How To Master Putting Distance Control – Learn To Lag Like A Pro!

“I fell in love with the line” is a golf phrase uttered by frustrated golfers when they read the break correctly, but get the speed wrong.

It is a common mistake. You get so focused on the line, you forget about putting distance control.

It takes two to tango. A putt will only drop when you properly combine speed and line.

Putting distance control isn’t all about making putts. The ability to consistently leave your ball close to the hole and 2-putt is critical to playing great golf.

Is there anything more frustrating than hitting a great iron shot and still making a bogey? 3-putts not only hurt your scorecard, but they also impact your next shot.

We have all done it. You 3-putt, storm off the green in frustration, and hit your next drive out of bounds.

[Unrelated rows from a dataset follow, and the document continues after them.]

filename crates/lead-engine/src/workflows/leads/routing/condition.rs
use super::super::domain::{AttributeValue, LeadRecord};
use super::rule::{ConditionOperator, ConditionValue, RoutingCondition, RoutingRule};

/// Test one condition against a record. Missing fields never match.
///
/// String comparisons (`equals`, `contains`, `in`) trim and ignore case.
pub fn evaluate_condition(condition: &RoutingCondition, record: &LeadRecord) -> bool {
    let Some(actual) = record.attribute(&condition.field) else {
        return false;
    };

    match condition.operator {
        ConditionOperator::Equals => match &condition.value {
            ConditionValue::Single(expected) => text_equals(actual, expected),
            ConditionValue::List(_) => false,
        },
        ConditionOperator::Contains => match &condition.value {
            ConditionValue::Single(expected) => {
                let needle = normalized(expected);
                !needle.is_empty() && normalized(actual).contains(&needle)
            }
            ConditionValue::List(_) => false,
        },
        ConditionOperator::GreaterThan => {
            compare_numbers(actual, &condition.value, |field, value| field > value)
        }
        ConditionOperator::LessThan => {
            compare_numbers(actual, &condition.value, |field, value| field < value)
        }
        ConditionOperator::In => candidates(&condition.value)
            .iter()
            .any(|candidate| normalized(actual) == *candidate),
    }
}

/// All conditions must hold. A rule without conditions never matches.
pub fn rule_matches(rule: &RoutingRule, record: &LeadRecord) -> bool {
    !rule.conditions.is_empty()
        && rule
            .conditions
            .iter()
            .all(|condition| evaluate_condition(condition, record))
}

fn normalized(value: &AttributeValue) -> String {
    value.to_string().trim().to_lowercase()
}

fn text_equals(actual: &AttributeValue, expected: &AttributeValue) -> bool {
    if let (Some(left), Some(right)) = (actual.as_number(), expected.as_number()) {
        return left == right;
    }
    normalized(actual) == normalized(expected)
}

fn compare_numbers(
    actual: &AttributeValue,
    value: &ConditionValue,
    cmp: impl Fn(f64, f64) -> bool,
) -> bool {
    let ConditionValue::Single(expected) = value else {
        return false;
    };
    match (actual.as_number(), expected.as_number()) {
        (Some(field), Some(threshold)) => cmp(field, threshold),
        _ => false,
    }
}

/// Candidates for `in`: an explicit list, or a comma-separated string.
fn candidates(value: &ConditionValue) -> Vec<String> {
    match value {
        ConditionValue::List(values) => values.iter().map(normalized).collect(),
        ConditionValue::Single(AttributeValue::Text(raw)) => raw
            .split(',')
            .map(|candidate| candidate.trim().to_lowercase())
            .filter(|candidate| !candidate.is_empty())
            .collect(),
        ConditionValue::Single(other) => vec![normalized(other)],
    }
}

#[cfg(test)]
mod tests {
    use super::*;

    fn record() -> LeadRecord {
        LeadRecord::new("lead-1")
            .with_attribute("state", "CA")
            .with_attribute("industry", "Technology")
            .with_attribute("company", "Acme Robotics Inc")
            .with_attribute("budget", 75000.0)
            .with_attribute("employees", "250")
    }

    #[test]
    fn equals_is_case_insensitive() {
        let condition = RoutingCondition::new("state", ConditionOperator::Equals, "ca");
        assert!(evaluate_condition(&condition, &record()));
        let condition = RoutingCondition::new("state", ConditionOperator::Equals, " CA ");
        assert!(evaluate_condition(&condition, &record()));
        let condition = RoutingCondition::new("state", ConditionOperator::Equals, "NY");
        assert!(!evaluate_condition(&condition, &record()));
    }

    #[test]
    fn equals_compares_numbers_numerically() {
        let condition = RoutingCondition::new("budget", ConditionOperator::Equals, "75000.0");
        assert!(evaluate_condition(&condition, &record()));
    }

    #[test]
    fn contains_tests_substring_of_stringified_value() {
        let condition = RoutingCondition::new("company", ConditionOperator::Contains, "robotics");
        assert!(evaluate_condition(&condition, &record()));
        let condition = RoutingCondition::new("budget", ConditionOperator::Contains, "750");
        assert!(evaluate_condition(&condition, &record()));
        let condition = RoutingCondition::new("company", ConditionOperator::Contains, "");
        assert!(!evaluate_condition(&condition, &record()));
    }

    #[test]
    fn numeric_comparisons_never_match_non_numbers() {
        let gt = RoutingCondition::new("budget", ConditionOperator::GreaterThan, 50000.0);
        let lt = RoutingCondition::new("employees", ConditionOperator::LessThan, 500.0);
        assert!(evaluate_condition(&gt, &record()));
        assert!(evaluate_condition(&lt, &record()));

        let text_field = RoutingCondition::new("industry", ConditionOperator::GreaterThan, 1.0);
        let text_value = RoutingCondition::new("budget", ConditionOperator::LessThan, "lots");
        assert!(!evaluate_condition(&text_field, &record()));
        assert!(!evaluate_condition(&text_value, &record()));
    }

    #[test]
    fn in_accepts_lists_and_csv() {
        let list = RoutingCondition::new("state", ConditionOperator::In, vec!["OR", "ca", "WA"]);
        let csv = RoutingCondition::new("state", ConditionOperator::In, "OR, CA ,WA");
        let miss = RoutingCondition::new("state", ConditionOperator::In, "NY,NJ");
        assert!(evaluate_condition(&list, &record()));
        assert!(evaluate_condition(&csv, &record()));
        assert!(!evaluate_condition(&miss, &record()));
    }

    #[test]
    fn missing_field_never_matches() {
        let condition = RoutingCondition::new("region", ConditionOperator::Equals, "west");
        assert!(!evaluate_condition(&condition, &record()));
    }

    #[test]
    fn rule_requires_every_condition_and_at_least_one() {
        use super::super::rule::AssignTarget;

        let empty = RoutingRule::new("empty", "Empty", 1, AssignTarget::owner("alice"));
        assert!(!rule_matches(&empty, &record()));

        let both = RoutingRule::new("both", "Both", 1, AssignTarget::owner("alice"))
            .with_condition(RoutingCondition::new("state", ConditionOperator::Equals, "CA"))
            .with_condition(RoutingCondition::new(
                "industry",
                ConditionOperator::Equals,
                "Retail",
            ));
        assert!(!rule_matches(&both, &record()));
    }
}
use crate::demo::{run_demo, DemoArgs};
use crate::server;
use clap::{Args, Parser, Subcommand};
use lead_engine::error::AppError;

#[derive(Parser, Debug)]
#[command(
    name = "Lead Engine",
    about = "Qualify, route, and assign sales leads from the command line or over HTTP",
    version
)]
struct Cli {
    #[command(subcommand)]
    command: Option<Command>,
}

#[derive(Subcommand, Debug)]
enum Command {
    /// Start the HTTP service (default command)
    Serve(ServeArgs),
    /// Score sample leads through BANT and route them with the default rule set
    Demo(DemoArgs),
}

#[derive(Args, Debug, Default)]
pub(crate) struct ServeArgs {
    /// Override the configured host for the HTTP server
    #[arg(long)]
    pub(crate) host: Option<String>,
    /// Override the configured port for the HTTP server
    #[arg(long)]
    pub(crate) port: Option<u16>,
}

pub(crate) async fn run() -> Result<(), AppError> {
    let cli = Cli::parse();
    let command = cli
        .command
        .unwrap_or_else(|| Command::Serve(ServeArgs::default()));

    match command {
        Command::Serve(args) => server::run(args).await,
        Command::Demo(args) => run_demo(args),
    }
}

We aren’t saying that poor putting distance control makes you hit bad tee shots, but it doesn’t help!

Famous short game instructor Dave Pelz says “The best putters have three things in common: good green reading, starting lines, and speed control.” Let’s focus on speed today!

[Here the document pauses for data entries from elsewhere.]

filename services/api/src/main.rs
use lead_engine_api::run;

#[tokio::main]
async fn main() {
    if let Err(err) = run().await {
        eprintln!("application error: {err}");
        std::process::exit(1);
    }
}
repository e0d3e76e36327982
pub mod config;
pub mod error;
pub mod telemetry;
pub mod workflows;
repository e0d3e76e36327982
use serde::Serialize;
use tracing::debug;

use super::engine::{QualificationEngine, QualificationResult, StepEvaluation};
use super::workflow::{ResponseValue, Responses, ValidationError, Workflow};

/// Cursor position of an interactive qualification run.
#[derive(Debug, Clone, Copy, PartialEq, Eq, Serialize)]
#[serde(tag = "state", content = "step", rename_all = "snake_case")]
pub enum SessionState {
    NotStarted,
    InStep(usize),
    Completed,
}

/// Result of asking the session to move forward.
#[derive(Debug, Clone, PartialEq)]
pub enum AdvanceOutcome {
    Advanced { step_index: usize },
    /// Gate not satisfied; the session stays on the current step.
    Blocked { step_index: usize, evaluation: StepEvaluation },
    Completed(QualificationResult),
}

#[derive(Debug, Clone, PartialEq, thiserror::Error)]
pub enum SessionError {
    #[error(transparent)]
    Validation(#[from] ValidationError),
    #[error("cannot {action} while session is {state:?}")]
    InvalidTransition {
        state: SessionState,
        action: &'static str,
    },
    #[error("criterion {0} does not belong to the current step")]
    UnknownCriterion(String),
}

/// Walks a workflow step by step, gating each transition.
#[derive(Debug, Clone)]
pub struct QualificationSession {
    workflow: Workflow,
    engine: QualificationEngine,
    state: SessionState,
    responses: Responses,
    result: Option<QualificationResult>,
    notes: Option<String>,
}

impl QualificationSession {
    pub fn new(workflow: Workflow) -> Result<Self, SessionError> {
        workflow.validate()?;
        Ok(Self {
            workflow,
            engine: QualificationEngine::new(),
            state: SessionState::NotStarted,
            responses: Responses::new(),
            result: None,
            notes: None,
        })
    }

    pub fn state(&self) -> SessionState {
        self.state
    }

    pub fn workflow(&self) -> &Workflow {
        &self.workflow
    }

    pub fn responses(&self) -> &Responses {
        &self.responses
    }

    pub fn result(&self) -> Option<&QualificationResult> {
        self.result.as_ref()
    }

    pub fn set_notes(&mut self, notes: impl Into<String>) {
        self.notes = Some(notes.into());
    }

    pub fn start(&mut self) -> Result<SessionState, SessionError> {
        match self.state {
            SessionState::NotStarted => {
                self.state = SessionState::InStep(0);
                Ok(self.state)
            }
            state => Err(SessionError::InvalidTransition {
                state,
                action: "start",
            }),
        }
    }

    /// Record an answer for a criterion of the current step.
    pub fn respond(
        &mut self,
        criterion_id: &str,
        value: impl Into<ResponseValue>,
    ) -> Result<(), SessionError> {
        let index = self.current_step("respond")?;
        let belongs = self.workflow.steps[index]
            .criteria
            .iter()
            .any(|criterion| criterion.id == criterion_id);
        if !belongs {
            return Err(SessionError::UnknownCriterion(criterion_id.to_string()));
        }

        self.responses.insert(criterion_id.to_string(), value.into());
        Ok(())
    }

    pub fn evaluate_current(&self) -> Result<StepEvaluation, SessionError> {
        let index = self.current_step("evaluate")?;
        Ok(self
            .engine
            .assess(&self.workflow.steps[index], &self.responses))
    }

    pub fn advance(&mut self) -> Result<AdvanceOutcome, SessionError> {
        let index = self.current_step("advance")?;
        let evaluation = self
            .engine
            .assess(&self.workflow.steps[index], &self.responses);

        if !evaluation.can_advance {
            debug!(
                workflow = %self.workflow.id,
                step = %evaluation.step_id,
                unmet = evaluation.unmet_criteria.len(),
                "qualification step blocked"
            );
            return Ok(AdvanceOutcome::Blocked {
                step_index: index,
                evaluation,
            });
        }

        if index + 1 < self.workflow.steps.len() {
            self.state = SessionState::InStep(index + 1);
            return Ok(AdvanceOutcome::Advanced {
                step_index: index + 1,
            });
        }

        let result =
            self.engine
                .complete_workflow(&self.workflow, &self.responses, self.notes.clone())?;
        self.state = SessionState::Completed;
        self.result = Some(result.clone());
        Ok(AdvanceOutcome::Completed(result))
    }

    /// Move the cursor back one step. Responses are left untouched.
    pub fn back(&mut self) -> Result<SessionState, SessionError> {
        match self.state {
            SessionState::InStep(index) if index > 0 => {
                self.state = SessionState::InStep(index - 1);
                Ok(self.state)
            }
            state => Err(SessionError::InvalidTransition {
                state,
                action: "go back",
            }),
        }
    }

    fn current_step(&self, action: &'static str) -> Result<usize, SessionError> {
        match self.state {
            SessionState::InStep(index) => Ok(index),
            state => Err(SessionError::InvalidTransition { state, action }),
        }
    }
}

Below we share the factors that impact the speed of a putt and provide you with several drills you can use to practice putting distance control.

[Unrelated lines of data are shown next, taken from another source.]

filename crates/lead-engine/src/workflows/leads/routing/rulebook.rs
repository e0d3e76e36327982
use std::sync::{Arc, RwLock, RwLockReadGuard, RwLockWriteGuard};

use tracing::warn;

use super::super::qualification::ValidationError;
use super::rule::{validate_rules, RoutingRule};
use super::RoutingError;

/// Immutable view of the rule set taken at the start of a routing decision.
#[derive(Debug, Clone)]
pub struct RuleSnapshot {
    pub version: u64,
    pub rules: Arc<[RoutingRule]>,
}

#[derive(Debug)]
struct RuleBookState {
    version: u64,
    rules: Arc<[RoutingRule]>,
}

/// Shared rule definitions plus their match counters.
///
/// Readers take cheap snapshots; every definition edit or counter bump goes through the
/// write lock, so counter updates are serialized.
#[derive(Debug)]
pub struct RuleBook {
    state: RwLock<RuleBookState>,
}

impl Default for RuleBook {
    fn default() -> Self {
        Self {
            state: RwLock::new(RuleBookState {
                version: 0,
                rules: Arc::from(Vec::new()),
            }),
        }
    }
}

impl RuleBook {
    pub fn new(rules: Vec<RoutingRule>) -> Result<Self, ValidationError> {
        let book = Self::default();
        book.replace(rules)?;
        Ok(book)
    }

    pub fn snapshot(&self) -> RuleSnapshot {
        let state = self.read();
        RuleSnapshot {
            version: state.version,
            rules: Arc::clone(&state.rules),
        }
    }

    pub fn version(&self) -> u64 {
        self.read().version
    }

    /// Swap in a new rule set, keeping definition order.
    ///
    /// Rules whose id already exists keep their stored match count.
    pub fn replace(&self, mut rules: Vec<RoutingRule>) -> Result<u64, ValidationError> {
        validate_rules(&rules)?;
        warn_unmatchable(&rules);

        let mut state = self.write();
        for rule in &mut rules {
            if let Some(stored) = state.rules.iter().find(|stored| stored.id == rule.id) {
                rule.match_count = stored.match_count;
            }
        }
        state.rules = Arc::from(rules);
        state.version += 1;
        Ok(state.version)
    }

    /// Insert or replace a rule by id. New rules append to definition order; a replaced
    /// rule keeps its match count.
    pub fn upsert(&self, mut rule: RoutingRule) -> Result<u64, ValidationError> {
        let mut state = self.write();
        let mut rules = state.rules.to_vec();
        match rules.iter_mut().find(|existing| existing.id == rule.id) {
            Some(existing) => {
                rule.match_count = existing.match_count;
                *existing = rule;
            }
            None => rules.push(rule),
        }
        validate_rules(&rules)?;
        warn_unmatchable(&rules);

        state.rules = Arc::from(rules);
        state.version += 1;
        Ok(state.version)
    }

    pub fn set_active(&self, rule_id: &str, active: bool) -> Result<u64, RoutingError> {
        let mut state = self.write();
        let mut rules = state.rules.to_vec();
        let rule = rules
            .iter_mut()
            .find(|rule| rule.id == rule_id)
            .ok_or_else(|| RoutingError::UnknownRule(rule_id.to_string()))?;
        rule.is_active = active;

        state.rules = Arc::from(rules);
        state.version += 1;
        Ok(state.version)
    }

    /// Increment a rule's match count on behalf of a decision made against `snapshot_version`.
    ///
    /// Edits since the snapshot are tolerated unless they removed or deactivated the rule.
    pub fn record_match(&self, snapshot_version: u64, rule_id: &str) -> Result<u64, RoutingError> {
        let mut state = self.write();
        let stale = state.version != snapshot_version;
        let mut rules = state.rules.to_vec();

        let Some(rule) = rules.iter_mut().find(|rule| rule.id == rule_id) else {
            return Err(RoutingError::ConcurrencyConflict {
                rule_id: rule_id.to_string(),
            });
        };
        if stale && !rule.is_active {
            return Err(RoutingError::ConcurrencyConflict {
                rule_id: rule_id.to_string(),
            });
        }

        rule.match_count += 1;
        let count = rule.match_count;
        state.rules = Arc::from(rules);
        Ok(count)
    }

    pub fn match_count(&self, rule_id: &str) -> Option<u64> {
        self.read()
            .rules
            .iter()
            .find(|rule| rule.id == rule_id)
            .map(|rule| rule.match_count)
    }

    /// Administrative reset of every match counter.
    pub fn reset_match_counts(&self) {
        let mut state = self.write();
        let mut rules = state.rules.to_vec();
        for rule in &mut rules {
            rule.match_count = 0;
        }
        state.rules = Arc::from(rules);
        state.version += 1;
    }

    fn read(&self) -> RwLockReadGuard<'_, RuleBookState> {
        self.state
            .read()
            .unwrap_or_else(|poisoned| poisoned.into_inner())
    }

    fn write(&self) -> RwLockWriteGuard<'_, RuleBookState> {
        self.state
            .write()
            .unwrap_or_else(|poisoned| poisoned.into_inner())
    }
}

fn warn_unmatchable(rules: &[RoutingRule]) {
    for rule in rules {
        if rule.conditions.is_empty() && !rule.is_default {
            warn!(rule = %rule.id, "routing rule has no conditions and will never match");
        }
    }
}
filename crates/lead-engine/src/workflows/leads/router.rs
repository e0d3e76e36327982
use std::sync::Arc;

use axum::{
    extract::{Path, State},
    http::StatusCode,
    response::{IntoResponse, Response},
    routing::{get, post},
    Router,
};
use serde::Deserialize;
use serde_json::json;

use super::domain::{LeadId, LeadRecord};
use super::qualification::Responses;
use super::repository::{LeadRepository, RepositoryError};
use super::routing::{Roster, RoutingError};
use super::service::{LeadService, LeadServiceError};

#[derive(Debug, Deserialize)]
pub struct StepEvaluationRequest {
    #[serde(default)]
    pub responses: Responses,
}

#[derive(Debug, Deserialize)]
pub struct QualifyRequest {
    pub workflow_id: String,
    #[serde(default)]
    pub responses: Responses,
    #[serde(default)]
    pub notes: Option<String>,
}

/// Either the name of a registered roster or an inline one.
#[derive(Debug, Deserialize)]
#[serde(untagged)]
pub enum RosterRef {
    Named(String),
    Inline(Roster),
}

#[derive(Debug, Deserialize)]
pub struct AssignmentRequest {
    pub strategy: String,
    #[serde(default)]
    pub roster: Option<RosterRef>,
    /// Literal owner returned by the `direct` strategy.
    #[serde(default)]
    pub owner: Option<String>,
    pub record: LeadRecord,
}

/// Router builder exposing qualification, routing, and assignment endpoints.
pub fn lead_router<R>(service: Arc<LeadService<R>>) -> Router
where
    R: LeadRepository + 'static,
{
    Router::new()
        .route("/api/v1/leads", post(register_handler::<R>))
        .route("/api/v1/leads/:lead_id", get(lead_handler::<R>))
        .route("/api/v1/leads/:lead_id/qualify", post(qualify_handler::<R>))
        .route("/api/v1/leads/:lead_id/route", post(route_handler::<R>))
        .route(
            "/api/v1/qualification/:workflow_id/steps/:step_index",
            post(evaluate_step_handler::<R>),
        )
        .route("/api/v1/assignments", post(assignment_handler::<R>))
        .route("/api/v1/routing/rules", get(rules_handler::<R>))
        .with_state(service)
}

pub(crate) async fn register_handler<R>(
    State(service): State<Arc<LeadService<R>>>,
    axum::Json(record): axum::Json<LeadRecord>,
) -> Response
where
    R: LeadRepository + 'static,
{
    match service.register(record) {
        Ok(record) => (StatusCode::CREATED, axum::Json(record.summary_view())).into_response(),
        Err(error) => error_response(error),
    }
}

pub(crate) async fn lead_handler<R>(
    State(service): State<Arc<LeadService<R>>>,
    Path(lead_id): Path<String>,
) -> Response
where
    R: LeadRepository + 'static,
{
    match service.get(&LeadId(lead_id)) {
        Ok(record) => (StatusCode::OK, axum::Json(record)).into_response(),
        Err(error) => error_response(error),
    }
}

pub(crate) async fn evaluate_step_handler<R>(
    State(service): State<Arc<LeadService<R>>>,
    Path((workflow_id, step_index)): Path<(String, usize)>,
    axum::Json(request): axum::Json<StepEvaluationRequest>,
) -> Response
where
    R: LeadRepository + 'static,
{
    match service.evaluate_step(&workflow_id, step_index, &request.responses) {
        Ok(evaluation) => (StatusCode::OK, axum::Json(evaluation)).into_response(),
        Err(error) => error_response(error),
    }
}

pub(crate) async fn qualify_handler<R>(
    State(service): State<Arc<LeadService<R>>>,
    Path(lead_id): Path<String>,
    axum::Json(request): axum::Json<QualifyRequest>,
) -> Response
where
    R: LeadRepository + 'static,
{
    let QualifyRequest {
        workflow_id,
        responses,
        notes,
    } = request;

    match service.qualify(&LeadId(lead_id), &workflow_id, &responses, notes) {
        Ok(result) => (StatusCode::OK, axum::Json(result)).into_response(),
        Err(error) => error_response(error),
    }
}

pub(crate) async fn route_handler<R>(
    State(service): State<Arc<LeadService<R>>>,
    Path(lead_id): Path<String>,
) -> Response
where
    R: LeadRepository + 'static,
{
    match service.route(&LeadId(lead_id)) {
        Ok(decision) => (StatusCode::OK, axum::Json(decision)).into_response(),
        Err(error) => error_response(error),
    }
}

pub(crate) async fn assignment_handler<R>(
    State(service): State<Arc<LeadService<R>>>,
    axum::Json(request): axum::Json<AssignmentRequest>,
) -> Response
where
    R: LeadRepository + 'static,
{
    let roster = match request.roster {
        Some(RosterRef::Inline(roster)) => roster,
        Some(RosterRef::Named(name)) => match service.roster(&name) {
            Ok(roster) => roster,
            Err(error) => return error_response(error),
        },
        None => Roster::new("unspecified", &[]),
    };

    match service.resolve_assignment_for(
        &request.strategy,
        request.owner.as_deref(),
        &roster,
        &request.record,
    ) {
        Ok(assignment) => (StatusCode::OK, axum::Json(assignment)).into_response(),
        Err(error) => error_response(error),
    }
}

pub(crate) async fn rules_handler<R>(State(service): State<Arc<LeadService<R>>>) -> Response
where
    R: LeadRepository + 'static,
{
    let snapshot = service.routing().rules().snapshot();
    let payload = json!({
        "version": snapshot.version,
        "rules": &*snapshot.rules,
    });
    (StatusCode::OK, axum::Json(payload)).into_response()
}

fn error_response(error: LeadServiceError) -> Response {
    let (status, retryable) = match &error {
        LeadServiceError::Validation(_) | LeadServiceError::Routing(RoutingError::Validation(_)) => {
            (StatusCode::UNPROCESSABLE_ENTITY, false)
        }
        LeadServiceError::Assignment(_) | LeadServiceError::Routing(RoutingError::Assignment(_)) => {
            (StatusCode::CONFLICT, false)
        }
        LeadServiceError::Routing(RoutingError::ConcurrencyConflict { .. }) => {
            (StatusCode::CONFLICT, true)
        }
        LeadServiceError::Routing(RoutingError::UnknownRule(_))
        | LeadServiceError::Repository(RepositoryError::NotFound) => (StatusCode::NOT_FOUND, false),
        LeadServiceError::Repository(RepositoryError::Conflict) => (StatusCode::CONFLICT, false),
        LeadServiceError::Repository(RepositoryError::Unavailable(_)) => {
            (StatusCode::INTERNAL_SERVER_ERROR, true)
        }
    };

    let payload = json!({
        "error": error.to_string(),
        "retryable": retryable,
    });
    (status, axum::Json(payload)).into_response()
}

A golfer works on their putting distance control.

Putting Distance Control: Factors You Must Consider

One challenge with putting distance control is every round is different. Even if you play the same course, the speed of the greens can change from day to day.

You don’t want to lose strokes early in the round while you are trying to determine the speed. Always arrive at the course at least 45 minutes early to warm up.

Spend half of your warm-up time on the practice green figuring out your putting distance control for the day.

As you hit some putts, be aware of the following factors that will impact how your ball rolls. Try to learn as much about the greens as possible.

You need to consider these same factors once your round starts and you are reading putts on the course.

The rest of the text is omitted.